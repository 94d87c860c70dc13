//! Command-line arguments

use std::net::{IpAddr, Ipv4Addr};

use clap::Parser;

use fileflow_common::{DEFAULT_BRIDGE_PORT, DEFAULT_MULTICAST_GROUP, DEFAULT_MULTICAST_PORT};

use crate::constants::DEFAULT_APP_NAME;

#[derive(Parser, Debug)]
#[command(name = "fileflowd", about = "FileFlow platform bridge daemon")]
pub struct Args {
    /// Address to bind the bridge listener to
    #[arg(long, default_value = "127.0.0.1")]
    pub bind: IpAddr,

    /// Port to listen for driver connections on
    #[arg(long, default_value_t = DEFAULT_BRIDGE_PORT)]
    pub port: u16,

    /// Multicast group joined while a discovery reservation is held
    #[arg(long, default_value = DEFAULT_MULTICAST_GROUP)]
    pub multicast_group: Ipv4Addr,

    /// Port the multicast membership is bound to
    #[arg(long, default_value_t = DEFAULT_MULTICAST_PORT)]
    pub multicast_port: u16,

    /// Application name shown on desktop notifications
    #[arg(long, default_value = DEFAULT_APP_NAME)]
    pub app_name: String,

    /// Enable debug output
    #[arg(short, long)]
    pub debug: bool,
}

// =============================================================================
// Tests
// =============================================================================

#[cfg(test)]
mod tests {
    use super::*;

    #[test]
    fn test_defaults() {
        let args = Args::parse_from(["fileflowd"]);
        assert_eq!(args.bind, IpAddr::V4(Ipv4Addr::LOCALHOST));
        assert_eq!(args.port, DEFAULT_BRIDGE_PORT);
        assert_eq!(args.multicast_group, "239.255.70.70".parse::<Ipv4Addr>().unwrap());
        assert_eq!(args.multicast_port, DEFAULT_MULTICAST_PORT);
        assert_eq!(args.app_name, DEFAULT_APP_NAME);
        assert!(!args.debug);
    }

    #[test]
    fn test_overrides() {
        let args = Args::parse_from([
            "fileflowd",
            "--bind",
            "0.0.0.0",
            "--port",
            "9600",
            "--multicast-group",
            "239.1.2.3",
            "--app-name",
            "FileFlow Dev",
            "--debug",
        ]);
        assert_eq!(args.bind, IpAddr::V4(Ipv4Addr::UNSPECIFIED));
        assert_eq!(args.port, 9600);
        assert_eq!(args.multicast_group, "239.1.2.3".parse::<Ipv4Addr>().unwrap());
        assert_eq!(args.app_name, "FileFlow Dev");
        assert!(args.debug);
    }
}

++++++++++++++++++++

*Directions*
Your response needs to restate the lines above exactly.

*Written solution*
repository 94d87c860c70dc13
//! Command-line arguments

use std::net::{IpAddr, Ipv4Addr};

use clap::Parser;

use fileflow_common::{DEFAULT_BRIDGE_PORT, DEFAULT_MULTICAST_GROUP, DEFAULT_MULTICAST_PORT};

use crate::constants::DEFAULT_APP_NAME;

#[derive(Parser, Debug)]
#[command(name = "fileflowd", about = "FileFlow platform bridge daemon")]
pub struct Args {
    /// Address to bind the bridge listener to
    #[arg(long, default_value = "127.0.0.1")]
    pub bind: IpAddr,

    /// Port to listen for driver connections on
    #[arg(long, default_value_t = DEFAULT_BRIDGE_PORT)]
    pub port: u16,

    /// Multicast group joined while a discovery reservation is held
    #[arg(long, default_value = DEFAULT_MULTICAST_GROUP)]
    pub multicast_group: Ipv4Addr,

    /// Port the multicast membership is bound to
    #[arg(long, default_value_t = DEFAULT_MULTICAST_PORT)]
    pub multicast_port: u16,

    /// Application name shown on desktop notifications
    #[arg(long, default_value = DEFAULT_APP_NAME)]
    pub app_name: String,

    /// Enable debug output
    #[arg(short, long)]
    pub debug: bool,
}

// =============================================================================
// Tests
// =============================================================================

#[cfg(test)]
mod tests {
    use super::*;

    #[test]
    fn test_defaults() {
        let args = Args::parse_from(["fileflowd"]);
        assert_eq!(args.bind, IpAddr::V4(Ipv4Addr::LOCALHOST));
        assert_eq!(args.port, DEFAULT_BRIDGE_PORT);
        assert_eq!(args.multicast_group, "239.255.70.70".parse::<Ipv4Addr>().unwrap());
        assert_eq!(args.multicast_port, DEFAULT_MULTICAST_PORT);
        assert_eq!(args.app_name, DEFAULT_APP_NAME);
        assert!(!args.debug);
    }

    #[test]
    fn test_overrides() {
        let args = Args::parse_from([
            "fileflowd",
            "--bind",
            "0.0.0.0",
            "--port",
            "9600",
            "--multicast-group",
            "239.1.2.3",
            "--app-name",
            "FileFlow Dev",
            "--debug",
        ]);
        assert_eq!(args.bind, IpAddr::V4(Ipv4Addr::UNSPECIFIED));
        assert_eq!(args.port, 9600);
        assert_eq!(args.multicast_group, "239.1.2.3".parse::<Ipv4Addr>().unwrap());
        assert_eq!(args.app_name, "FileFlow Dev");
        assert!(args.debug);
    }
}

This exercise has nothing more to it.